A team of the University of Oulu, Finlandhas identified a mechanism in human brain which acts as a “sewer system” during sleep. The finding, described in two studies published in Advanced Science and PNASoffers a new perspective on how the brain eliminates waste while the body rests. During sleep, the brain activates a kind of biological “sewer system” that facilitates the circulation of fluids and the elimination of metabolic waste.
Although this is a metaphorical comparison, it helps to understand a complex physiological process that until now has not been observed with this level of detail. The key to progress lies in a ultrafast magnetic resonance imaging technique developed by the Oulu functional neuroimaging group. This system allows us to follow the movement of water molecules in the cerebrospinal fluid in just five minutes and without the need to use contrast agents. Thanks to this, researchers have been able to measure more precisely how brain flows vary between waking and sleeping states.
The brain eliminates waste during sleep
According to the US National Institutes of Health (NIH), “while you sleep, your brain works. For example, Sleep helps prepare your brain to learn, remember and create. The brain has a drainage system that eliminates toxins during sleep.
The researchers verified that, during sleep, the natural pulsations that drive the movement of blood and cerebrospinal fluid modify their behavior. Specifically, respiratory pulsations and vasomotor waveswhich contribute to the internal transport of fluids in the brain, intensify, while the cardiac ones reduce their rate. This readjustment seems to promote more efficient filtration of water in the brain tissue.
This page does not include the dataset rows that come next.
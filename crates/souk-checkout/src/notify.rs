//! Order notifications.
//!
//! Delivery is fire-and-forget: a failure is logged and never reaches the
//! shopper, and the order stands regardless.

use std::sync::Arc;

use async_trait::async_trait;
use chrono::{DateTime, Utc};
use serde::{Deserialize, Serialize};
use souk_commerce::order::{Fulfillment, Order, OrderItem, OrderNumber};
use souk_commerce::{Money, Owner};
use thiserror::Error;
use tokio::sync::mpsc;

/// Notification delivery failed.
#[derive(Error, Debug, Clone, PartialEq, Eq)]
#[error("Notification failed: {0}")]
pub struct NotifyError(pub String);

/// Emitted once per placed order.
#[derive(Debug, Clone, PartialEq, Serialize, Deserialize)]
pub struct OrderCreated {
    pub order_number: OrderNumber,
    pub owner: Owner,
    pub subtotal: Money,
    pub discount_amount: Money,
    pub total: Money,
    pub fulfillment: Fulfillment,
    pub items: Vec<OrderItem>,
    pub created_at: DateTime<Utc>,
}

impl From<&Order> for OrderCreated {
    fn from(order: &Order) -> Self {
        Self {
            order_number: order.order_number.clone(),
            owner: order.owner.clone(),
            subtotal: order.subtotal,
            discount_amount: order.discount_amount,
            total: order.total,
            fulfillment: order.fulfillment.clone(),
            items: order.items.clone(),
            created_at: order.created_at,
        }
    }
}

/// Receives order events.
#[async_trait]
pub trait OrderNotifier: Send + Sync {
    async fn order_created(&self, event: &OrderCreated) -> Result<(), NotifyError>;
}

/// Drops every event.
#[derive(Debug, Default, Clone, Copy)]
pub struct NoopNotifier;

#[async_trait]
impl OrderNotifier for NoopNotifier {
    async fn order_created(&self, _event: &OrderCreated) -> Result<(), NotifyError> {
        Ok(())
    }
}

/// Writes events to the log.
#[derive(Debug, Default, Clone, Copy)]
pub struct TracingNotifier;

#[async_trait]
impl OrderNotifier for TracingNotifier {
    async fn order_created(&self, event: &OrderCreated) -> Result<(), NotifyError> {
        tracing::info!(
            order_number = %event.order_number,
            total = %event.total,
            items = event.items.len(),
            customer = %event.fulfillment.full_name,
            "new order"
        );
        Ok(())
    }
}

/// Forwards events to a channel.
#[derive(Debug, Clone)]
pub struct ChannelNotifier {
    tx: mpsc::UnboundedSender<OrderCreated>,
}

impl ChannelNotifier {
    pub fn new() -> (Self, mpsc::UnboundedReceiver<OrderCreated>) {
        let (tx, rx) = mpsc::unbounded_channel();
        (Self { tx }, rx)
    }
}

#[async_trait]
impl OrderNotifier for ChannelNotifier {
    async fn order_created(&self, event: &OrderCreated) -> Result<(), NotifyError> {
        self.tx
            .send(event.clone())
            .map_err(|_| NotifyError("receiver dropped".into()))
    }
}

/// Deliver `event` on a background task.
///
/// Outside a Tokio runtime the event is logged and dropped.
pub fn dispatch(notifier: Arc<dyn OrderNotifier>, event: OrderCreated) {
    let Ok(handle) = tokio::runtime::Handle::try_current() else {
        tracing::warn!(order_number = %event.order_number, "no runtime; notification dropped");
        return;
    };
    handle.spawn(async move {
        if let Err(e) = notifier.order_created(&event).await {
            tracing::warn!(order_number = %event.order_number, error = %e, "order notification failed");
        }
    });
}

#[cfg(test)]
mod tests {
    use super::*;

    fn event() -> OrderCreated {
        OrderCreated {
            order_number: OrderNumber::new("DZ-0000ABCD"),
            owner: Owner::account("5"),
            subtotal: Money::new(4000),
            discount_amount: Money::new(800),
            total: Money::new(3200),
            fulfillment: Fulfillment::default(),
            items: Vec::new(),
            created_at: Utc::now(),
        }
    }

    #[tokio::test]
    async fn test_channel_dispatch() {
        let (notifier, mut rx) = ChannelNotifier::new();
        dispatch(Arc::new(notifier), event());
        let received = rx.recv().await.unwrap();
        assert_eq!(received.total, Money::new(3200));
    }

    #[tokio::test]
    async fn test_failed_delivery_is_swallowed() {
        let (notifier, rx) = ChannelNotifier::new();
        drop(rx);
        assert!(notifier.order_created(&event()).await.is_err());
        // Dispatching must not panic even though delivery fails
        dispatch(Arc::new(notifier), event());
        tokio::task::yield_now().await;
    }

    #[test]
    fn test_dispatch_outside_runtime() {
        dispatch(Arc::new(TracingNotifier), event());
    }
}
This change is not minor, since it indicates that the sleeping brain reorganizes part of its activity to optimize your own debugging process. As blood vessels dilate and blood pressure decreases, the propagation of certain internal waves increases in speed. According to the Finnish team, this phenomenon coincides with a phase of greater efficiency in the elimination of waste substances accumulated during neuronal activity.
He Professor Vesa Kiviniemi, responsible for the studyexplained that during sleep “vasomotor waves, in particular, slow pulsations below 0.1 hertz, begin to locally influence not only the movement of fluids, but also the electrical activity of the brain.” In these regions, the brain’s “cleaning rate” increases markedly during sleep. The inverse relationship between heart rate and electrical activity not only challenges traditional conceptions of how the brain functions at rest, but also raises new questions about its potential implications for long-term brain health.
One of the applications proposed by researchers is brain aging monitoring. Available data indicate that the efficiency of cerebrospinal fluid circulation decreases with age, promoting waste accumulation and cognitive decline. Kiviniemi noted: ‘New measurement methods open the possibility of monitoring (and in the future, potentially treating) age-related changes in cerebrospinal fluid dynamics2.
In the technological field, the Oulu team has also developed portable devices capable of record brain electrical activity and blood flow during sleepwhich allows evaluating brain clearance without the need to resort to magnetic resonance imaging. The measurements obtained with this technology show high agreement with the results of imaging examinations, suggesting its possible incorporation into clinical settings and routine diagnostics in the near future.
Investigation
Their first study, published in February, evaluated the ability of their technique to magnetic resonance encephalography to record changes in pulse and fluid flow in the brains of 22 volunteers, both during sleep and wakefulness. The second work, published in March in Proceedings of the National Academy of Sciencescombined these resonance methods with monitoring of level-dependent blood oxygenation, cranial fluid flows, as well as infrared monitoring and real-time DC-EEG, analyzing sleep and wake patterns in 24 volunteers.
The entire process can be completed in about five minutes, although for each volunteer approximately 46 minutes of wakefulness and about an hour of sleep in different states. Kiviniemi’s team observed that the intense directional flow to neurons during wakefulness changed when the 24 young, healthy volunteers slept. “During sleep these interactions changed so that the directionality of the network was lost and the interactions became more bidirectional,” they noted in their second study. This increase in bidirectionality was especially evident in brain regions related to sensory function and cognitive processes, such as the posterior insula, thalamus, and superior cerebellum.